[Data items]

::::::::::

#![cfg(feature = "excel")]

use std::io::Cursor;
use std::path::Path;

use calamine::{Data, Range, Reader, Sheets, open_workbook_auto, open_workbook_auto_from_rs};
use chrono::{NaiveDate, NaiveDateTime, TimeDelta};

use crate::error::{IngestError, IngestResult};
use crate::types::{Sheet, Value, Workbook};

/// Read every sheet of an Excel document (`.xlsx`, `.xls`, `.ods`, etc.) into a [`Workbook`].
///
/// Behavior:
/// - Sheets are returned in workbook order
/// - The first non-empty row of a sheet is its header row; later rows are data
/// - A sheet with no non-empty row comes back with no headers and no rows
pub fn read_excel_workbook_from_path(path: impl AsRef<Path>) -> IngestResult<Workbook> {
    let mut workbook = open_workbook_auto(path)?;
    read_all_sheets(&mut workbook)
}

/// Same as [`read_excel_workbook_from_path`], for a workbook held in memory.
pub fn read_excel_workbook_from_bytes(bytes: &[u8]) -> IngestResult<Workbook> {
    let mut workbook = open_workbook_auto_from_rs(Cursor::new(bytes.to_vec()))?;
    read_all_sheets(&mut workbook)
}

fn read_all_sheets<RS>(workbook: &mut Sheets<RS>) -> IngestResult<Workbook>
where
    RS: std::io::Read + std::io::Seek,
{
    let names: Vec<String> = workbook.sheet_names().to_vec();
    if names.is_empty() {
        return Err(IngestError::invalid_input("workbook has no sheets"));
    }

    let mut sheets = Vec::with_capacity(names.len());
    for name in names {
        let range = workbook.worksheet_range(&name)?;
        sheets.push(sheet_from_range(&name, &range));
    }
    Ok(Workbook::new(sheets))
}

fn sheet_from_range(name: &str, range: &Range<Data>) -> Sheet {
    let mut headers: Option<Vec<String>> = None;
    let mut rows: Vec<Vec<Value>> = Vec::new();

    for row in range.rows() {
        match headers {
            None => {
                if row.iter().any(|c| !matches!(c, Data::Empty)) {
                    headers = Some(row.iter().map(cell_to_header_string).collect());
                }
            }
            Some(_) => rows.push(row.iter().map(convert_cell).collect()),
        }
    }

    Sheet::new(name, headers.unwrap_or_default(), rows)
}

fn cell_to_header_string(c: &Data) -> String {
    match c {
        Data::String(s) => s.clone(),
        Data::Empty => String::new(),
        other => match convert_cell(other) {
            Value::Utf8(s) => s,
            value => crate::fingerprint::canonical_text(&value),
        },
    }
}

fn convert_cell(c: &Data) -> Value {
    match c {
        Data::Empty => Value::Null,
        Data::String(s) => Value::Utf8(s.clone()),
        Data::Int(i) => Value::Int64(*i),
        Data::Float(f) => Value::Float64(*f),
        Data::Bool(b) => Value::Bool(*b),
        Data::DateTime(dt) => {
            if dt.is_duration() {
                Value::Float64(dt.as_f64())
            } else {
                excel_serial_to_datetime(dt.as_f64())
                    .map(Value::DateTime)
                    .unwrap_or_else(|| Value::Float64(dt.as_f64()))
            }
        }
        Data::DateTimeIso(s) => Value::Utf8(s.clone()),
        Data::DurationIso(s) => Value::Utf8(s.clone()),
        Data::Error(e) => Value::Utf8(e.to_string()),
    }
}

/// Convert a serial date in the 1900 date system to a timestamp, rounded to the millisecond.
///
/// Serial 0 is 1899-12-30, which absorbs Excel's phantom 1900-02-29 for every date after it.
pub(crate) fn excel_serial_to_datetime(serial: f64) -> Option<NaiveDateTime> {
    if !serial.is_finite() {
        return None;
    }
    let epoch = NaiveDate::from_ymd_opt(1899, 12, 30)?.and_hms_opt(0, 0, 0)?;
    let millis = (serial * 86_400_000.0).round();
    if millis.abs() >= i64::MAX as f64 {
        return None;
    }
    epoch.checked_add_signed(TimeDelta::try_milliseconds(millis as i64)?)
}
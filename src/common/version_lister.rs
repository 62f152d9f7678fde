// VersionLister trait
#![forbid(unsafe_code)]
#![deny(missing_docs)]
use async_trait::async_trait;
use super::{
    PageMarker,
    Result,
    VersionPage,
};

/// `VersionLister` represents a paginated source of object versions and
/// delete markers for a bucket.
///
/// Implementations must return `Error::BucketNotFound` when the bucket does
/// not exist and `Error::Listing` for every other failure.
#[async_trait]
pub trait VersionLister {
    /// Returns the page starting at `marker`, or the first page if `marker`
    /// is `None`.
    async fn list_versions(
        &self,
        bucket: &str,
        prefix: Option<&str>,
        marker: Option<&PageMarker>,
    ) -> Result<VersionPage>;
}
// Error type shared by the listing backends, the scanner and the CLI
#![forbid(unsafe_code)]
#![deny(missing_docs)]
use thiserror::Error;

/// Boxed underlying cause of a failed listing.
pub type BoxError = Box<dyn std::error::Error + Send + Sync + 'static>;

/// Result type alias for `s3vdu` operations.
pub type Result<T> = std::result::Result<T, Error>;

/// Errors that end a run.
///
/// None of these are retried, the caller reports them and exits.
#[derive(Debug, Error)]
pub enum Error {
    /// The bucket being scanned does not exist.
    #[error("bucket '{0}' does not exist")]
    BucketNotFound(String),

    /// Any other failure while listing object versions.
    #[error("failed to list object versions")]
    Listing(#[source] BoxError),

    /// Malformed command line input, raised before any listing starts.
    #[error("invalid input: {0}")]
    InvalidInput(String),
}

impl Error {
    /// Wrap `cause` in a `Listing` error.
    pub fn listing<E>(cause: E) -> Self
    where
        E: Into<BoxError>,
    {
        Self::Listing(cause.into())
    }
}

#[cfg(test)]
mod tests {
    use super::*;
    use pretty_assertions::assert_eq;
    use std::error::Error as _;

    #[test]
    fn test_error_display() {
        let tests = vec![
            (Error::BucketNotFound("demo".into()), "bucket 'demo' does not exist"),
            (Error::listing("connection reset"),   "failed to list object versions"),
            (Error::InvalidInput("empty".into()),  "invalid input: empty"),
        ];

        for test in tests {
            let error    = test.0;
            let expected = test.1;

            assert_eq!(error.to_string(), expected);
        }
    }

    #[test]
    fn test_listing_error_keeps_cause() {
        let error = Error::listing("connection reset");

        let source = error.source().map(ToString::to_string);

        assert_eq!(source.as_deref(), Some("connection reset"));
    }
}
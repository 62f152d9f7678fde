// Easily handle converting from a ListObjectVersionsOutput into a VersionPage
#![forbid(unsafe_code)]
#![deny(missing_docs)]
use aws_sdk_s3::operation::list_object_versions::ListObjectVersionsOutput;
use aws_sdk_s3::types::ObjectVersion as S3ObjectVersion;
use crate::common::{
    DeleteMarker,
    Error,
    ObjectVersion,
    PageMarker,
    Result,
    VersionPage,
};

/// Implement a conversion from `ListObjectVersionsOutput` to `VersionPage`.
///
/// This fails if a version is missing its size or `IsLatest` flag, has a
/// negative size, or if the output is truncated without telling us where
/// the next page starts.
impl TryFrom<ListObjectVersionsOutput> for VersionPage {
    type Error = Error;

    fn try_from(output: ListObjectVersionsOutput) -> Result<Self> {
        let versions = output.versions()
            .iter()
            .map(object_version)
            .collect::<Result<Vec<_>>>()?;

        let delete_markers: Vec<DeleteMarker> = output.delete_markers()
            .iter()
            .map(|m| DeleteMarker {
                key: m.key().unwrap_or_default().to_owned(),
            })
            .collect();

        // If the output was truncated (Some(true)), we should have next
        // markers. If it wasn't, (Some(false) | None) this is the last page.
        let next = match output.is_truncated() {
            Some(true) => Some(next_marker(&output)?),
            _          => None,
        };

        Ok(Self {
            delete_markers: non_empty(delete_markers),
            versions:       non_empty(versions),
            next:           next,
        })
    }
}

fn object_version(version: &S3ObjectVersion) -> Result<ObjectVersion> {
    let key = version.key().unwrap_or_default();

    let is_latest = version.is_latest().ok_or_else(|| {
        Error::listing(format!("version of '{}' has no IsLatest flag", key))
    })?;

    let size = version.size().ok_or_else(|| {
        Error::listing(format!("version of '{}' has no size", key))
    })?;

    let size = u64::try_from(size).map_err(|_| {
        Error::listing(format!("version of '{}' has negative size {}", key, size))
    })?;

    Ok(ObjectVersion {
        key:       key.to_owned(),
        size:      size,
        is_latest: is_latest,
    })
}

// Requesting again without any marker would return the first page and loop
// forever, so a truncated page must carry at least one.
fn next_marker(output: &ListObjectVersionsOutput) -> Result<PageMarker> {
    let key_marker        = output.next_key_marker().map(ToOwned::to_owned);
    let version_id_marker = output.next_version_id_marker().map(ToOwned::to_owned);

    if key_marker.is_none() && version_id_marker.is_none() {
        return Err(Error::listing("truncated listing has no continuation markers"));
    }

    Ok(PageMarker {
        key_marker,
        version_id_marker,
    })
}

fn non_empty<T>(items: Vec<T>) -> Option<Vec<T>> {
    if items.is_empty() {
        None
    }
    else {
        Some(items)
    }
}

#[cfg(test)]
mod tests {
    use super::*;
    use aws_sdk_s3::types::DeleteMarkerEntry;
    use pretty_assertions::assert_eq;

    fn s3_version(key: &str, size: i64, is_latest: bool) -> S3ObjectVersion {
        S3ObjectVersion::builder()
            .key(key)
            .version_id(format!("{}-{}", key, size))
            .size(size)
            .is_latest(is_latest)
            .build()
    }

    fn s3_marker(key: &str) -> DeleteMarkerEntry {
        DeleteMarkerEntry::builder()
            .key(key)
            .is_latest(true)
            .build()
    }

    #[test]
    fn test_version_page_from_final_page() {
        let output = ListObjectVersionsOutput::builder()
            .versions(s3_version("report.csv", 2048, true))
            .versions(s3_version("report.csv", 512, false))
            .delete_markers(s3_marker("deleted.txt"))
            .is_truncated(false)
            .build();

        let page = VersionPage::try_from(output).unwrap();

        let expected = VersionPage {
            delete_markers: Some(vec![
                DeleteMarker { key: "deleted.txt".into() },
            ]),
            versions:       Some(vec![
                ObjectVersion {
                    key:       "report.csv".into(),
                    size:      2048,
                    is_latest: true,
                },
                ObjectVersion {
                    key:       "report.csv".into(),
                    size:      512,
                    is_latest: false,
                },
            ]),
            next:           None,
        };

        assert_eq!(page, expected);
        assert!(page.is_last());
    }

    #[test]
    fn test_version_page_from_empty_output() {
        let output = ListObjectVersionsOutput::builder().build();

        let page = VersionPage::try_from(output).unwrap();

        assert_eq!(page, VersionPage::default());
    }

    #[test]
    fn test_version_page_truncated() {
        let output = ListObjectVersionsOutput::builder()
            .versions(s3_version("a", 1, true))
            .is_truncated(true)
            .next_key_marker("a")
            .next_version_id_marker("a-1")
            .build();

        let page = VersionPage::try_from(output).unwrap();

        let expected = Some(PageMarker {
            key_marker:        Some("a".into()),
            version_id_marker: Some("a-1".into()),
        });

        assert_eq!(page.next, expected);
        assert!(!page.is_last());
    }

    #[test]
    fn test_version_page_truncated_without_markers() {
        let output = ListObjectVersionsOutput::builder()
            .versions(s3_version("a", 1, true))
            .is_truncated(true)
            .build();

        let ret = VersionPage::try_from(output);

        assert!(matches!(ret, Err(Error::Listing(_))));
    }

    #[test]
    fn test_version_page_invalid_versions() {
        let tests = vec![
            // Negative size
            s3_version("negative", -1, true),
            // No IsLatest
            S3ObjectVersion::builder().key("no-latest").size(1).build(),
            // No Size
            S3ObjectVersion::builder().key("no-size").is_latest(false).build(),
        ];

        for version in tests {
            let output = ListObjectVersionsOutput::builder()
                .versions(version)
                .build();

            let ret = VersionPage::try_from(output);

            assert!(matches!(ret, Err(Error::Listing(_))));
        }
    }
}
// Common traits and types
#![forbid(unsafe_code)]
#![deny(missing_docs)]

mod aggregate_stats;
mod client_config;
mod error;
mod human_size;
mod object_versions;
mod size_unit;
mod version_lister;

pub use aggregate_stats::*;
pub use client_config::*;
pub use error::*;
pub use human_size::*;
pub use object_versions::*;
pub use size_unit::*;
pub use version_lister::*;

::::::::::

Exercise directions
Word for word, repeat the data from its first line through the line with "and no rows", including both of those lines and no others.

Exercise output
#![cfg(feature = "excel")]

use std::io::Cursor;
use std::path::Path;

use calamine::{Data, Range, Reader, Sheets, open_workbook_auto, open_workbook_auto_from_rs};
use chrono::{NaiveDate, NaiveDateTime, TimeDelta};

use crate::error::{IngestError, IngestResult};
use crate::types::{Sheet, Value, Workbook};

/// Read every sheet of an Excel document (`.xlsx`, `.xls`, `.ods`, etc.) into a [`Workbook`].
///
/// Behavior:
/// - Sheets are returned in workbook order
/// - The first non-empty row of a sheet is its header row; later rows are data
/// - A sheet with no non-empty row comes back with no headers and no rows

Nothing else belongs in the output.